Anche da Rimini con Coldiretti al Brennero: manifestazione nazionale per la pace e la difesa del Made in Italy
Migliaia di agricoltori da tutta Italia, con una delegazione riminese, chiedono trasparenza sull’origine dei prodotti e sostegno al settore agricolo
“Abbiamo bisogno della pace. A pagare il conto della guerra sono sempre i contadini e la salute dei cittadini consumatori”. È questo il messaggio con cui Coldiretti torna al Brennero lunedì 27 aprile, a partire dalle ore 7.30 (fino alle 17), per una grande manifestazione nazionale con 10 mila soci agricoltori provenienti da tutta Italia insieme al presidente Ettore Prandini e al segretario generale Vincenzo Gesmundo.
Al Brennero presente anche una delegazione di soci di Rimini guidati dal Presidente provinciale di Coldiretti, Guido Cardelli Masini Palazzi, dal Direttore, Alessandro Corsini e dal vicedirettore Giorgio Ricci in rappresentanza degli imprenditori agricoli della provincia.
Il settore agricolo, già duramente colpito dalla guerra in Medio Oriente e dalle tensioni nello stretto di Hormuz, sta affrontando una nuova impennata dei costi di produzione legati a energia, carburanti e fertilizzanti.
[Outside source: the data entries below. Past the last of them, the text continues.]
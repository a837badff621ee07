//! dictum-api: clients for the remote speech-to-text and text-generation
//! APIs, consumed as plain multipart/JSON HTTP contracts.

pub mod document;
pub mod srt;
pub mod transcribe;

pub use document::DocumentClient;
pub use srt::extract_text;
pub use transcribe::TranscriptionClient;
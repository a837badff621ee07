//! dictum-av: the audio jobs.
//!
//! Each job stages its inputs as virtual files on an [`EngineSession`],
//! drives the engine through one or more invocations, collects the outputs,
//! and sweeps everything it created regardless of success or failure. Jobs
//! never run concurrently against one session; the session serializes engine
//! operations underneath them either way.
//!
//! [`EngineSession`]: dictum_engine::EngineSession

pub mod command;
pub mod concat;
pub mod metadata;
pub mod native;
pub mod segment;
pub mod transcode;

pub use command::EncodeCommand;
pub use concat::{concatenate, Strategy};
pub use metadata::{extract_metadata, AudioMetadata};
pub use segment::split;
pub use transcode::compress;
mod cli;

use std::path::{Path, PathBuf};
use std::str::FromStr;
use std::sync::Arc;

use anyhow::{Context, Result};
use clap::Parser;

use cli::{Cli, Commands, ConcatStrategy};
use dictum_api::{DocumentClient, TranscriptionClient};
use dictum_av::concat::Strategy;
use dictum_core::{
    mime_for_extension, AudioFormat, Config, EncodeSettings, MediaAsset, ProcessedAudio,
    SegmentSpec,
};
use dictum_engine::{CodecEngine, EngineSession, LocalEngine};

fn main() -> Result<()> {
    let cli = Cli::parse();

    // Initialize logging
    // Respect RUST_LOG env var if set, otherwise use defaults based on verbose flag
    let env_filter = std::env::var("RUST_LOG").unwrap_or_else(|_| {
        if cli.verbose {
            "dictum=trace,dictum_av=trace,dictum_engine=trace,dictum_api=debug".to_string()
        } else {
            "dictum=info,dictum_av=info,dictum_engine=info,dictum_api=info".to_string()
        }
    });

    tracing_subscriber::fmt()
        .with_env_filter(&env_filter)
        .init();

    let config = Config::load_or_default(cli.config.as_deref());
    tracing::debug!("configuration loaded");

    let rt = tokio::runtime::Runtime::new()?;
    match cli.command {
        Commands::Compress {
            input,
            format,
            bitrate,
            sample_rate,
            channels,
            output,
        } => rt.block_on(compress_file(
            &config,
            &input,
            &format,
            bitrate,
            sample_rate,
            channels,
            output,
        )),
        Commands::Concat {
            inputs,
            format,
            bitrate,
            strategy,
            output,
        } => rt.block_on(concat_files(&config, &inputs, &format, bitrate, strategy, output)),
        Commands::Split {
            input,
            chunk_minutes,
            overlap_secs,
            format,
            out_dir,
        } => rt.block_on(split_file(
            &config,
            &input,
            chunk_minutes,
            overlap_secs,
            &format,
            out_dir,
        )),
        Commands::Probe { file, json } => rt.block_on(probe_file(&config, &file, json)),
        Commands::Transcribe {
            file,
            language,
            output,
        } => rt.block_on(transcribe_file(&config, &file, language, output)),
        Commands::ProcessDocument {
            transcription,
            instruction,
            template,
            output,
        } => rt.block_on(process_document(
            &config,
            &transcription,
            &instruction,
            template.as_deref(),
            output,
        )),
        Commands::GenerateTemplate {
            instruction,
            template,
            output,
        } => rt.block_on(generate_template(&config, &instruction, &template, output)),
        Commands::CheckTools => check_tools(&config),
        Commands::Validate { path } => {
            let path = path.or(cli.config);
            validate_config(path.as_deref())
        }
        Commands::Version => {
            println!("dictum {}", env!("CARGO_PKG_VERSION"));
            Ok(())
        }
    }
}

/// Load an input file as a media asset, guessing the MIME type from its
/// extension.
fn load_asset(path: &Path) -> Result<MediaAsset> {
    let bytes = std::fs::read(path)
        .with_context(|| format!("failed to read {}", path.display()))?;
    let file_name = path
        .file_name()
        .map(|n| n.to_string_lossy().to_string())
        .unwrap_or_else(|| "input".to_string());
    let mime = path
        .extension()
        .map(|e| mime_for_extension(&e.to_string_lossy()))
        .unwrap_or("application/octet-stream");
    Ok(MediaAsset::new(bytes, mime, file_name))
}

/// Create and load an engine session, surfacing the remediation hint when
/// the engine cannot be obtained.
async fn ready_session(config: &Config) -> Result<EngineSession> {
    let engine = LocalEngine::new(config.engine.clone())?;
    let session = EngineSession::new(Arc::new(engine) as Arc<dyn CodecEngine>);
    if let Err(e) = session.load().await {
        if let Some(hint) = e.load_hint() {
            eprintln!("hint: {hint}");
        }
        return Err(e.into());
    }
    Ok(session)
}

fn settings_from(format: &str, bitrate: String, sample_rate: u32, channels: u8) -> Result<EncodeSettings> {
    let format = AudioFormat::from_str(format)?;
    Ok(EncodeSettings {
        format,
        bitrate,
        sample_rate,
        channels,
    })
}

/// Write a produced file either to the explicit output path or next to
/// `anchor` under its produced name.
fn write_output(produced: &ProcessedAudio, anchor: &Path, output: Option<PathBuf>) -> Result<PathBuf> {
    let path = output.unwrap_or_else(|| {
        anchor
            .parent()
            .unwrap_or_else(|| Path::new("."))
            .join(&produced.file_name)
    });
    std::fs::write(&path, &produced.bytes)
        .with_context(|| format!("failed to write {}", path.display()))?;
    Ok(path)
}

fn write_text(text: &str, output: Option<PathBuf>) -> Result<()> {
    match output {
        Some(path) => {
            std::fs::write(&path, text)
                .with_context(|| format!("failed to write {}", path.display()))?;
            println!("Wrote {}", path.display());
        }
        None => println!("{text}"),
    }
    Ok(())
}

async fn compress_file(
    config: &Config,
    input: &Path,
    format: &str,
    bitrate: String,
    sample_rate: u32,
    channels: u8,
    output: Option<PathBuf>,
) -> Result<()> {
    let settings = settings_from(format, bitrate, sample_rate, channels)?;
    let asset = load_asset(input)?;
    let session = ready_session(config).await?;

    let produced = dictum_av::compress(&session, &asset, &settings).await?;
    let ratio = asset.bytes.len() as f64 / produced.bytes.len().max(1) as f64;
    let path = write_output(&produced, input, output)?;
    println!(
        "Wrote {} ({} -> {} bytes, {ratio:.2}:1)",
        path.display(),
        asset.bytes.len(),
        produced.bytes.len()
    );
    Ok(())
}

async fn concat_files(
    config: &Config,
    inputs: &[PathBuf],
    format: &str,
    bitrate: String,
    strategy: ConcatStrategy,
    output: Option<PathBuf>,
) -> Result<()> {
    let settings = settings_from(
        format,
        bitrate,
        config.audio.sample_rate,
        config.audio.channels,
    )?;
    let assets: Vec<MediaAsset> = inputs
        .iter()
        .map(|p| load_asset(p))
        .collect::<Result<_>>()?;

    let strategy = match strategy {
        ConcatStrategy::Auto => None,
        ConcatStrategy::Pcm => Some(Strategy::UniformPcm),
        ConcatStrategy::Filter => Some(Strategy::LossyFilter),
    };

    let session = ready_session(config).await?;
    let produced = dictum_av::concatenate(&session, &assets, &settings, strategy).await?;
    let path = write_output(&produced, &inputs[0], output)?;
    println!("Wrote {} ({} inputs)", path.display(), inputs.len());
    Ok(())
}

async fn split_file(
    config: &Config,
    input: &Path,
    chunk_minutes: f64,
    overlap_secs: f64,
    format: &str,
    out_dir: Option<PathBuf>,
) -> Result<()> {
    let format = AudioFormat::from_str(format)?;
    let spec = SegmentSpec::new(chunk_minutes * 60.0, overlap_secs);
    let asset = load_asset(input)?;
    let session = ready_session(config).await?;

    let segments = dictum_av::split(&session, &asset, &spec, format, &config.audio).await?;

    let dir = out_dir.unwrap_or_else(|| {
        input
            .parent()
            .map(|p| p.to_path_buf())
            .unwrap_or_else(|| PathBuf::from("."))
    });
    std::fs::create_dir_all(&dir)
        .with_context(|| format!("failed to create {}", dir.display()))?;

    for segment in &segments {
        let path = dir.join(&segment.audio.file_name);
        std::fs::write(&path, &segment.audio.bytes)
            .with_context(|| format!("failed to write {}", path.display()))?;
        println!(
            "[{}] {} ({:.0}s - {:.0}s)",
            segment.index,
            path.display(),
            segment.start,
            segment.end
        );
    }
    println!("Wrote {} segments", segments.len());
    Ok(())
}

async fn probe_file(config: &Config, file: &Path, json: bool) -> Result<()> {
    let asset = load_asset(file)?;
    let session = ready_session(config).await?;
    let meta = dictum_av::extract_metadata(&session, &asset, &config.audio).await?;

    if json {
        println!("{}", serde_json::to_string_pretty(&meta)?);
    } else {
        println!("File:        {}", asset.file_name);
        println!("Duration:    {:.2}s", meta.duration);
        println!("Bitrate:     {}", meta.bitrate);
        println!("Codec:       {}", meta.codec);
        println!("Sample rate: {}", meta.sample_rate);
        println!("Channels:    {}", meta.channels);
    }
    Ok(())
}

async fn transcribe_file(
    config: &Config,
    file: &Path,
    language: Option<String>,
    output: Option<PathBuf>,
) -> Result<()> {
    let asset = load_asset(file)?;
    let mut client = TranscriptionClient::new(&config.api);
    if let Some(language) = language {
        client = client.with_language(language);
    }
    let text = client.transcribe(&asset).await?;
    write_text(&text, output)
}

async fn process_document(
    config: &Config,
    transcription: &Path,
    instruction: &Path,
    template: Option<&Path>,
    output: Option<PathBuf>,
) -> Result<()> {
    let transcription = read_text_file(transcription)?;
    let instruction = read_text_file(instruction)?;
    let template = template.map(read_text_file).transpose()?;

    let client = DocumentClient::new(&config.api, &config.prompts);
    let document = client
        .process_document(&transcription, &instruction, template.as_deref())
        .await?;
    write_text(&document, output)
}

async fn generate_template(
    config: &Config,
    instruction: &Path,
    template: &Path,
    output: Option<PathBuf>,
) -> Result<()> {
    let instruction = read_text_file(instruction)?;
    let template = read_text_file(template)?;

    let client = DocumentClient::new(&config.api, &config.prompts);
    let generated = client.generate_template(&instruction, &template).await?;
    write_text(&generated, output)
}

fn read_text_file(path: &Path) -> Result<String> {
    std::fs::read_to_string(path).with_context(|| format!("failed to read {}", path.display()))
}

fn check_tools(config: &Config) -> Result<()> {
    let location = config
        .engine
        .ffmpeg_path
        .clone()
        .map(Ok)
        .unwrap_or_else(|| which::which("ffmpeg"));

    match location {
        Ok(path) if path.exists() => {
            let version = std::process::Command::new(&path)
                .arg("-version")
                .output()
                .ok()
                .filter(|o| o.status.success())
                .and_then(|o| {
                    String::from_utf8_lossy(&o.stdout)
                        .lines()
                        .next()
                        .map(str::to_string)
                });
            match version {
                Some(version) => println!("ffmpeg: {} ({version})", path.display()),
                None => println!("ffmpeg: {} (present, but -version failed)", path.display()),
            }
        }
        Ok(path) => println!("ffmpeg: MISSING (configured path {} not found)", path.display()),
        Err(_) => println!("ffmpeg: MISSING (not on PATH; set engine.ffmpeg_path)"),
    }
    Ok(())
}

fn validate_config(path: Option<&Path>) -> Result<()> {
    let config = Config::load_or_default(path);
    let warnings = config.validate();
    if warnings.is_empty() {
        println!("Configuration OK");
    } else {
        for warning in &warnings {
            println!("warning: {warning}");
        }
        println!("{} warning(s)", warnings.len());
    }
    Ok(())
}
//! dictum-engine: codec engine session and virtual-file management.
//!
//! The transcoding engine itself is an external collaborator consumed
//! through the [`CodecEngine`] trait: load once, write named buffers into a
//! virtual filesystem, execute codec command lines, read results back, and
//! delete what is no longer needed. [`EngineSession`] owns the lifecycle and
//! log capture for one engine instance; [`Scratch`] tracks the virtual files
//! a single job creates so they can be swept on every exit path.
//!
//! [`LocalEngine`] is the production implementation: it stages buffers in a
//! private temporary directory and drives the `ffmpeg` CLI.

mod engine;
mod local;
mod scratch;
mod session;

#[cfg(any(test, feature = "mock"))]
pub mod mock;

pub use engine::{CodecEngine, EngineSource, LogHandler};
pub use local::LocalEngine;
pub use scratch::Scratch;
pub use session::EngineSession;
Una situazione che, unita all’ingresso di prodotti dall’estero presentati come italiani senza esserlo, rischia di mettere in crisi la produzione nazionale di cibo sano e di qualità, favorendo al contempo la diffusione di alimenti ultra-formulati.
La manifestazione si tiene nel luogo simbolo dell’ingresso delle merci straniere nel nostro Paese, a difesa del reddito degli agricoltori e del diritto dei cittadini a un cibo sicuro e senza inganni. L’obiettivo è garantire piena trasparenza in etichetta sull’origine degli alimenti e chiedere la modifica della norma del codice doganale che, attraverso il principio dell’ultima trasformazione sostanziale, consente di far diventare italiano un prodotto che italiano non è.
La mobilitazione, sostenuta dalla campagna #nofakeinitaly sui canali social ufficiali di Coldiretti, sarà anche l’occasione per rilanciare un risultato storico: l’approvazione della legge sui reati agroalimentari, ispirata alla cosiddetta “Legge Caselli”, ottenuta dopo oltre dieci anni di impegno e fondamentale per rafforzare la lotta alle agromafie.